The fundamental “deal” to be made is debt forgiveness in return for reform of the famously corrupt and inefficient Greek economy and government. Since Greek politicians and their various constituents have fought these reforms tooth and nail, frequently defaulting on earlier commitments (such as the obligation to privatize companies that have long been used to provide “jobs for the boys”), and since the Greek public has brought to power a party that is sworn to oppose these reforms, can anyone really blame the rest of the eurozone for asking Greece to move first? In that, the Greeks have only themselves to blame.

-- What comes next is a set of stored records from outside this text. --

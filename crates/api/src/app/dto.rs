use serde::Deserialize;

use userhub_core::RawUserTypeId;

// -------------------------
// Request DTOs
// -------------------------

/// `POST /users` body. Missing `name`/`email` arrive as empty strings and are
/// rejected by validation.
#[derive(Debug, Deserialize)]
pub struct CreateUserRequest {
    #[serde(default)]
    pub name: String,
    #[serde(default)]
    pub email: String,
    #[serde(default)]
    pub user_type_id: Option<RawUserTypeId>,
}
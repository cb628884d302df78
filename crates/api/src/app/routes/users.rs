use std::sync::Arc;

use axum::{
    Json, Router,
    extract::{Extension, Path, rejection::JsonRejection},
    http::StatusCode,
    response::IntoResponse,
    routing::{get, post},
};
use serde_json::json;

use userhub_core::UserId;
use userhub_events::BusConnector;

use crate::app::services::AppServices;
use crate::app::{dto, errors};

pub fn router<C>() -> Router
where
    C: BusConnector + 'static,
{
    Router::new()
        .route("/", post(create_user::<C>))
        .route("/:id", get(get_user::<C>).delete(delete_user::<C>))
}

pub async fn create_user<C>(
    Extension(services): Extension<Arc<AppServices<C>>>,
    body: Result<Json<dto::CreateUserRequest>, JsonRejection>,
) -> axum::response::Response
where
    C: BusConnector + 'static,
{
    let Json(body) = match body {
        Ok(body) => body,
        Err(rejection) => {
            return errors::json_error(
                StatusCode::BAD_REQUEST,
                "validation_error",
                rejection.body_text(),
            );
        }
    };

    match services
        .writer()
        .add(&body.name, &body.email, body.user_type_id)
        .await
    {
        Ok(id) => (StatusCode::CREATED, Json(json!({ "id": id }))).into_response(),
        Err(e) => errors::write_error_to_response(e),
    }
}

pub async fn delete_user<C>(
    Extension(services): Extension<Arc<AppServices<C>>>,
    Path(id): Path<String>,
) -> axum::response::Response
where
    C: BusConnector + 'static,
{
    let id = match id.parse::<UserId>() {
        Ok(id) => id,
        Err(e) => return errors::domain_error_to_response(e),
    };

    match services.writer().delete(id).await {
        Ok(deleted) => (StatusCode::OK, Json(json!({ "deleted": deleted }))).into_response(),
        Err(e) => errors::write_error_to_response(e),
    }
}

/// Returns the user mapping, or `{}` when no user matches.
pub async fn get_user<C>(
    Extension(services): Extension<Arc<AppServices<C>>>,
    Path(id): Path<String>,
) -> axum::response::Response
where
    C: BusConnector + 'static,
{
    let id = match id.parse::<UserId>() {
        Ok(id) => id,
        Err(e) => return errors::domain_error_to_response(e),
    };

    match services.reader().get_by_id(id).await {
        Ok(Some(user)) => (StatusCode::OK, Json(json!(user))).into_response(),
        Ok(None) => (StatusCode::OK, Json(json!({}))).into_response(),
        Err(e) => errors::storage_error_to_response(e),
    }
}
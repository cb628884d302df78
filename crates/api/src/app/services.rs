//! Service wiring: one store and one publisher per process.

use std::sync::Arc;

use tracing::warn;

use userhub_events::{BusConnector, EventPublisher};
use userhub_infra::{
    AppConfig, InMemoryUserStore, PostgresUserStore, StorageError, UserReader, UserStore,
    UserWriter,
};

pub type SharedStore = Arc<dyn UserStore>;

/// Writer and reader sharing one store and one publisher.
pub struct AppServices<C: BusConnector> {
    store: SharedStore,
    writer: UserWriter<SharedStore, C>,
    reader: UserReader<SharedStore>,
    publisher: Arc<EventPublisher<C>>,
}

impl<C: BusConnector> AppServices<C> {
    pub fn new(store: SharedStore, publisher: Arc<EventPublisher<C>>) -> Self {
        Self {
            writer: UserWriter::new(store.clone(), publisher.clone()),
            reader: UserReader::new(store.clone()),
            store,
            publisher,
        }
    }

    pub fn writer(&self) -> &UserWriter<SharedStore, C> {
        &self.writer
    }

    pub fn reader(&self) -> &UserReader<SharedStore> {
        &self.reader
    }

    /// Flush and close the publisher, then release the store's connections.
    pub async fn shutdown(&self) {
        self.publisher.close().await;
        self.store.close().await;
    }
}

/// Postgres when `DATABASE_URL` is set, otherwise an in-memory store (dev only).
pub async fn build_store(config: &AppConfig) -> Result<SharedStore, StorageError> {
    match config.database_url.as_deref() {
        Some(url) => Ok(Arc::new(PostgresUserStore::connect(url).await?)),
        None => {
            warn!("DATABASE_URL not set; using in-memory user store (data is not persisted)");
            Ok(Arc::new(InMemoryUserStore::new()))
        }
    }
}
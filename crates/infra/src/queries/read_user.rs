//! User read path.

use tracing::debug;

use userhub_core::{UserId, UserRecord};

use crate::storage::{StorageError, UserStore};

/// Looks up single users.
///
/// "Not found" is a normal result (`None`), not an error; only storage
/// failures are returned as `Err`. A found record serializes as the flat
/// `{id, name, email, user_type_id}` mapping.
#[derive(Debug)]
pub struct UserReader<S> {
    store: S,
}

impl<S: UserStore> UserReader<S> {
    pub fn new(store: S) -> Self {
        Self { store }
    }

    pub async fn get_by_id(&self, user_id: UserId) -> Result<Option<UserRecord>, StorageError> {
        let user = self.store.find_by_id(user_id).await?;
        if user.is_none() {
            debug!(user_id = %user_id, "user not found");
        }
        Ok(user)
    }
}

#[cfg(test)]
mod tests {
    use super::*;
    use std::sync::Arc;

    use userhub_core::NewUser;

    use crate::storage::InMemoryUserStore;

    #[tokio::test]
    async fn returns_flat_mapping_for_existing_user() {
        let store = Arc::new(InMemoryUserStore::new());
        let user = store
            .insert(NewUser::try_new("Ada", "ada@example.com", Some(3i64.into())).unwrap())
            .await
            .unwrap();
        let reader = UserReader::new(store);

        let found = reader.get_by_id(user.id).await.unwrap().unwrap();
        let json = serde_json::to_value(&found).unwrap();
        assert_eq!(
            json,
            serde_json::json!({
                "id": user.id.as_i64(),
                "name": "Ada",
                "email": "ada@example.com",
                "user_type_id": 3
            })
        );
    }

    #[tokio::test]
    async fn missing_user_is_none_not_error() {
        let reader = UserReader::new(InMemoryUserStore::new());
        assert_eq!(reader.get_by_id(UserId::from(1)).await.unwrap(), None);
    }

    #[tokio::test]
    async fn storage_failure_propagates() {
        let store = InMemoryUserStore::new();
        store.set_unavailable(true);
        let reader = UserReader::new(store);
        assert!(matches!(
            reader.get_by_id(UserId::from(1)).await,
            Err(StorageError::Unavailable(_))
        ));
    }
}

As for the European Central Bank’s supposed failures to live up to its role as an “independent central bank” and instead its becoming “the eurogroup’s enforcer,” Blyth cites an article by Martin Sandbu in the Financial Times that claims that “strangling Greek banks is legally and economically unjustified.” The legal case is, to put it very mildly, far from compelling, but it is still stronger than the economic one. Sandbu invokes “Bagehot’s dictum” that in times of financial crisis, central banks should lend freely to solvent financial institutions only against good collateral and at punitive interest rates. The situation in Greece fails all three prongs of this test, particularly when Greece is flirting with a euro exit, to be followed by a huge devaluation of the new drachma and all the assets denominated in it.
Far from being an enforcer, if anything, the ECB has been far too lenient, allowing huge direct and indirect exposures to build up, largely outside of the review of the European citizenry or their parliaments. If Greece leaves the eurozone, these exposures will almost certainly generate losses for the taxpayers of the remaining countries. The article keeps a running tally on the score between democracy and austerity, but like Syriza, it seems to think that only Greek voters should count. Further, criticizing the ECB because it failed to provide funding in an emergency precipitated by the Greeks themselves shows a strange sort of moral reasoning.
The simple reality in this family drama is this: The Greeks had a party, not for the first time in their history, for which they do not want to, and cannot, pay. The rest of the eurozone has been reluctantly willing to forgive much of the Greeks’ former excess and provide limited assistance to keep them in the family (which they lied to join), but only if they make credible commitments to change; this formula has worked decently well with the other struggling eurozone countries and is reasonably consistent with the rules of the zone and political realities. By fighting reform, electing Syriza, and then giving a resounding “oxi” in the referendum, the Greeks have announced loud and clear that they are an old dog with no intention of learning new tricks. In such a situation, as the MIT economist Eric Beinhocker has recently pointed out, it is better for all parties if they simply acknowledge that the relationship isn’t working and look for a separation that is as painless as possible. The recent capitulation by the Greeks, assuming it passes its various legislative hurdles, does not change this mutually abusive relationship. The crisis will continue.